“Constraints imposed by a natural landscape override offspring fitness effects to shape oviposition decisions in wild forked fungus beetles”
Corlett W. Wood, Eric W. Wice, Jill del Sol, Sarah Paul, Brian J. Sanderson, and Edmund D. Brodie III (Apr 2018)
Genetic mark-recapture reveals that wild fungus beetles do not avoid oviposition sites with high offspring mortality
Oviposition site decisions often maximize offspring fitness, but costs constraining choice can cause females to oviposit in poor developmental environments. It is unclear whether these constraints cumulatively outweigh offspring fitness to determine oviposition decisions in wild populations. Understanding how constraints shape oviposition in natural landscapes is a critical step toward revealing how maternal behavior influences fundamental phenomena like the evolution of specialization and the use of “sink” environments. Here, we used a genetic capture-recapture technique to reconstruct the oviposition decisions of individual females in a natural metapopulation of a beetle (Bolitotherus cornutus) that oviposits on three fungus species. We measured larval fitness-related traits (mass, development time, survival) on each fungus, and compared the oviposition preferences of females in laboratory versus field tests.

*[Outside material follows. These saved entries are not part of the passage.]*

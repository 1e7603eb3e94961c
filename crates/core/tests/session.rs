#![forbid(unsafe_code)]

use gm_core::layout::LayoutDirection;
use gm_core::memory::MemoryStore;
use gm_core::projection::RenderEdit;
use gm_core::{
    GoalError, GoalId, GoalRecord, GoalSession, GoalStatus, NewGoal, Position, RecordStore,
    SessionConfig, ValidationError,
};

fn id(value: i64) -> GoalId {
    GoalId::try_new(value).unwrap()
}

fn record(value: i64, parent: Option<i64>, status: GoalStatus) -> GoalRecord {
    GoalRecord {
        id: id(value),
        parent_id: parent.map(id),
        title: format!("Goal {value}"),
        description: None,
        status,
        color: None,
        priority: Default::default(),
        x: 0,
        y: 0,
        collapsed: false,
        created_at_ms: value * 10,
        updated_at_ms: value * 10,
    }
}

fn session(records: Vec<GoalRecord>) -> GoalSession<MemoryStore> {
    GoalSession::open(MemoryStore::with_records(records), SessionConfig::default()).unwrap()
}

fn three_goals() -> GoalSession<MemoryStore> {
    session(vec![
        record(1, None, GoalStatus::Done),
        record(2, Some(1), GoalStatus::InProgress),
        record(3, Some(1), GoalStatus::NotStarted),
    ])
}

fn progress_of(session: &GoalSession<MemoryStore>, value: i64) -> u8 {
    session.forest().get(id(value)).unwrap().progress
}

#[test]
fn assembled_progress_matches_children() {
    let session = three_goals();
    assert_eq!(session.forest().root_ids(), vec![id(1)]);
    assert_eq!(session.forest().children_of(id(1)), vec![id(2), id(3)]);
    assert_eq!(progress_of(&session, 2), 50);
    assert_eq!(progress_of(&session, 3), 0);
    assert_eq!(progress_of(&session, 1), 25);
    assert!(session.diagnostics().is_empty());
}

#[test]
fn status_change_flows_up_after_refresh() {
    let mut session = three_goals();
    session
        .update_goal(
            id(3),
            gm_core::GoalPatch {
                status: Some(GoalStatus::Done),
                ..Default::default()
            },
        )
        .unwrap();
    assert_eq!(progress_of(&session, 3), 100);
    assert_eq!(progress_of(&session, 1), 75);
}

#[test]
fn created_children_keep_creation_order() {
    let mut session = three_goals();
    let first = session.add_subgoal(id(2), NewGoal::titled("  first  ")).unwrap();
    let second = session.add_subgoal(id(2), NewGoal::titled("second")).unwrap();
    assert_eq!(first.title, "first");
    assert_eq!(session.forest().children_of(id(2)), vec![first.id, second.id]);
    assert!(first.position().is_placed());
    assert_eq!(first.position().y, session.positions()[&id(2)].y + 200);

    let err = session.add_subgoal(id(2), NewGoal::titled("   ")).unwrap_err();
    assert!(matches!(err, GoalError::Validation(ValidationError::EmptyTitle)));
}

#[test]
fn create_under_missing_parent_is_not_found() {
    let mut session = three_goals();
    let err = session
        .create_goal(NewGoal::titled("lost").under(id(40)))
        .unwrap_err();
    assert!(matches!(err, GoalError::NotFound { id: missing } if missing == id(40)));
    assert_eq!(session.forest().len(), 3);
}

#[test]
fn reparent_into_own_subtree_is_rejected() {
    let mut session = session(vec![
        record(1, None, GoalStatus::NotStarted),
        record(2, Some(1), GoalStatus::NotStarted),
        record(3, Some(2), GoalStatus::NotStarted),
    ]);
    let err = session.reparent(id(1), Some(id(3))).unwrap_err();
    assert!(matches!(
        err,
        GoalError::Validation(ValidationError::ParentCycle { .. })
    ));
    session.reparent(id(3), None).unwrap();
    assert_eq!(session.forest().root_ids(), vec![id(1), id(3)]);
}

#[test]
fn auto_layout_is_idempotent() {
    let mut session = three_goals();
    let first = session
        .auto_layout(LayoutDirection::TopBottom, None)
        .unwrap();
    let persisted = session.positions().clone();
    let second = session
        .auto_layout(LayoutDirection::TopBottom, None)
        .unwrap();
    assert_eq!(first, second);
    assert_eq!(&persisted, session.positions());
    for goal in session.store_mut().list_all().unwrap() {
        assert_eq!(goal.position(), first[&goal.id]);
    }
}

#[test]
fn layout_of_one_tree_leaves_others_alone() {
    let mut session = session(vec![
        record(1, None, GoalStatus::NotStarted),
        record(2, Some(1), GoalStatus::NotStarted),
        record(3, None, GoalStatus::NotStarted),
        record(4, Some(3), GoalStatus::NotStarted),
    ]);
    let before = session.positions().clone();
    let laid_out = session
        .auto_layout_tree_of(id(4), LayoutDirection::LeftRight)
        .unwrap();
    assert!(laid_out.contains_key(&id(3)));
    assert!(!laid_out.contains_key(&id(1)));
    assert_eq!(session.positions()[&id(1)], before[&id(1)]);
    assert_eq!(session.positions()[&id(2)], before[&id(2)]);
    assert_eq!(session.positions()[&id(3)], before[&id(3)]);
}

#[test]
fn moving_a_goal_drags_its_subtree() {
    let mut session = session(vec![
        record(1, None, GoalStatus::NotStarted),
        record(2, Some(1), GoalStatus::NotStarted),
        record(3, Some(2), GoalStatus::NotStarted),
        record(4, Some(1), GoalStatus::NotStarted),
    ]);
    let before = session.positions().clone();
    let written = session.move_subtree(id(2), 30, -10).unwrap();
    assert_eq!(written, 2);
    let after = session.positions();
    assert_eq!(after[&id(2)], before[&id(2)].offset(30, -10));
    assert_eq!(after[&id(3)], before[&id(3)].offset(30, -10));
    assert_eq!(after[&id(1)], before[&id(1)]);
    assert_eq!(after[&id(4)], before[&id(4)]);
}

#[test]
fn canvas_move_edit_goes_through_one_batch() {
    let mut session = three_goals();
    let start = session.positions()[&id(1)];
    session
        .apply_edit(RenderEdit::NodeMoved {
            id: "1".to_string(),
            x: (start.x + 100) as f64,
            y: (start.y + 20) as f64,
        })
        .unwrap();
    assert_eq!(session.positions()[&id(1)], start.offset(100, 20));

    let err = session
        .apply_edit(RenderEdit::NodeMoved {
            id: "1".to_string(),
            x: f64::NAN,
            y: 0.0,
        })
        .unwrap_err();
    assert!(matches!(err, GoalError::Validation(_)));
}

#[test]
fn far_canvas_move_is_rejected_without_writing() {
    let mut session = three_goals();
    let before = session.positions().clone();
    assert_eq!(before[&id(2)], Position::new(-100, 250));
    let err = session
        .apply_edit(RenderEdit::NodeMoved {
            id: "2".to_string(),
            x: 1e300,
            y: 0.0,
        })
        .unwrap_err();
    assert!(matches!(
        err,
        GoalError::Validation(ValidationError::CoordinateOutOfRange { axis: 'x' })
    ));
    assert_eq!(session.positions(), &before);
}

#[test]
fn subgoal_under_raised_parent_lands_on_canvas() {
    let mut session = three_goals();
    session.move_subtree(id(1), 0, -400).unwrap();
    assert_eq!(session.positions()[&id(1)], Position::new(0, -350));

    let child = session.add_subgoal(id(1), NewGoal::titled("child")).unwrap();
    assert_eq!(child.position(), Position::new(200, 0));
    assert_eq!(session.forest().children_of(id(1)).len(), 3);
}

#[test]
fn patch_with_negative_placement_is_rejected() {
    let mut session = three_goals();
    let err = session
        .update_goal(id(2), gm_core::GoalPatch::position(Position::new(-100, 250)))
        .unwrap_err();
    assert!(matches!(
        err,
        GoalError::Validation(ValidationError::NegativeCoordinate { axis: 'x' })
    ));
    let stored = session.store_mut().get(id(2)).unwrap().unwrap();
    assert_eq!(stored.position(), Position::UNPLACED);
}

#[test]
fn scoped_layout_reaches_goals_under_a_collapsed_root() {
    let mut session = session(vec![
        record(1, None, GoalStatus::NotStarted),
        record(2, Some(1), GoalStatus::NotStarted),
        record(3, Some(2), GoalStatus::NotStarted),
        record(4, Some(2), GoalStatus::NotStarted),
    ]);
    session.set_collapsed(id(1), true).unwrap();
    assert!(!session.visibility().is_visible(id(2)));
    let before = session.positions().clone();

    let laid_out = session
        .auto_layout(LayoutDirection::TopBottom, Some(id(2)))
        .unwrap();
    let keys: Vec<GoalId> = laid_out.keys().copied().collect();
    assert_eq!(keys, vec![id(2), id(3), id(4)]);
    assert_eq!(laid_out[&id(2)], before[&id(2)]);
    assert!(laid_out[&id(3)].y > laid_out[&id(2)].y);
    assert_eq!(session.positions()[&id(1)], before[&id(1)]);
    assert_eq!(session.positions()[&id(3)], laid_out[&id(3)]);
    assert!(session.forest().get(id(1)).unwrap().record.collapsed);
}

#[test]
fn cascade_delete_leaves_no_dangling_edges() {
    let mut session = session(vec![
        record(1, None, GoalStatus::NotStarted),
        record(2, Some(1), GoalStatus::Done),
        record(3, Some(2), GoalStatus::Done),
        record(4, Some(1), GoalStatus::NotStarted),
    ]);
    let plan = session.delete_goal(id(2)).unwrap();
    assert_eq!(plan.removed, vec![id(2), id(3)]);
    assert_eq!(session.store().len(), 2);

    let graph = session.render();
    let ids: Vec<&str> = graph.nodes.iter().map(|n| n.id.as_str()).collect();
    assert_eq!(ids, vec!["1", "4"]);
    for edge in &graph.edges {
        assert!(ids.contains(&edge.source.as_str()));
        assert!(ids.contains(&edge.target.as_str()));
    }
    assert_eq!(progress_of(&session, 1), 0);
}

#[test]
fn collapse_hides_descendants_and_expand_restores_them() {
    let mut session = session(vec![
        record(1, None, GoalStatus::NotStarted),
        record(2, Some(1), GoalStatus::NotStarted),
        record(3, Some(2), GoalStatus::NotStarted),
    ]);
    assert!(session.toggle_collapsed(id(1)).unwrap());
    let graph = session.render();
    assert_eq!(graph.visible_nodes().count(), 1);
    assert_eq!(graph.visible_edges().count(), 0);
    assert!(!session.visibility().is_visible(id(3)));

    assert!(!session.toggle_collapsed(id(1)).unwrap());
    assert_eq!(session.render().visible_nodes().count(), 3);
}

#[test]
fn stale_refresh_is_discarded() {
    let mut session = three_goals();
    let older = session.begin_refresh();
    let newer = session.begin_refresh();
    assert!(session.complete_refresh(newer, vec![record(9, None, GoalStatus::Done)]));
    assert!(!session.complete_refresh(older, Vec::new()));
    assert_eq!(session.forest().root_ids(), vec![id(9)]);
}

#[test]
fn failed_batch_refreshes_and_keeps_state() {
    let mut session = three_goals();
    let before = session.positions().clone();
    session.store_mut().fail_position_batches(true);
    let err = session
        .auto_layout(LayoutDirection::TopBottom, None)
        .unwrap_err();
    assert_eq!(err.code(), "STORE");
    assert_eq!(session.positions(), &before);
    for goal in session.store_mut().list_all().unwrap() {
        assert_eq!(goal.position(), Position::UNPLACED);
    }
}

#[test]
fn write_against_vanished_goal_refreshes_view() {
    let mut session = three_goals();
    // another writer removes goal 3 behind the session's back
    assert!(session.store_mut().delete(id(3)).unwrap());
    assert!(session.forest().contains(id(3)));

    let err = session.set_collapsed(id(3), true).unwrap_err();
    assert!(matches!(err, GoalError::NotFound { .. }));
    assert!(!session.forest().contains(id(3)));
    assert_eq!(session.forest().children_of(id(1)), vec![id(2)]);
}

#[test]
fn orphans_are_reported_not_rendered() {
    let session = session(vec![
        record(1, None, GoalStatus::NotStarted),
        record(5, Some(77), GoalStatus::NotStarted),
    ]);
    assert_eq!(session.forest().len(), 1);
    assert_eq!(session.diagnostics().len(), 1);
    assert_eq!(session.diagnostics()[0].code(), "MALFORMED_TREE");
    assert_eq!(session.render().nodes.len(), 1);
}

struct DoneOnly;

impl gm_core::progress::ProgressPolicy for DoneOnly {
    fn leaf_progress(&self, record: &GoalRecord) -> u8 {
        if record.status == GoalStatus::Done { 100 } else { 0 }
    }
}

#[test]
fn swapped_leaf_policy_recomputes_progress() {
    let mut session = three_goals();
    session.set_progress_policy(DoneOnly);
    assert_eq!(progress_of(&session, 2), 0);
    assert_eq!(progress_of(&session, 1), 0);
    session
        .update_goal(
            id(2),
            gm_core::GoalPatch {
                status: Some(GoalStatus::Done),
                ..Default::default()
            },
        )
        .unwrap();
    assert_eq!(progress_of(&session, 1), 50);
}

Larval fitness differed substantially among fungi, and females preferred a high-quality (high larval fitness) fungus in laboratory trials. However, females frequently laid eggs on the lowest-quality fungus in the wild. They preferred high-quality fungi when moving between oviposition sites, but this preference disappeared as the distance between sites increased and was inconsistent between study plots. Our results suggest constraints on oviposition preferences in natural landscapes are sufficiently large to drive oviposition in poor developmental environments even when offspring fitness consequences are severe.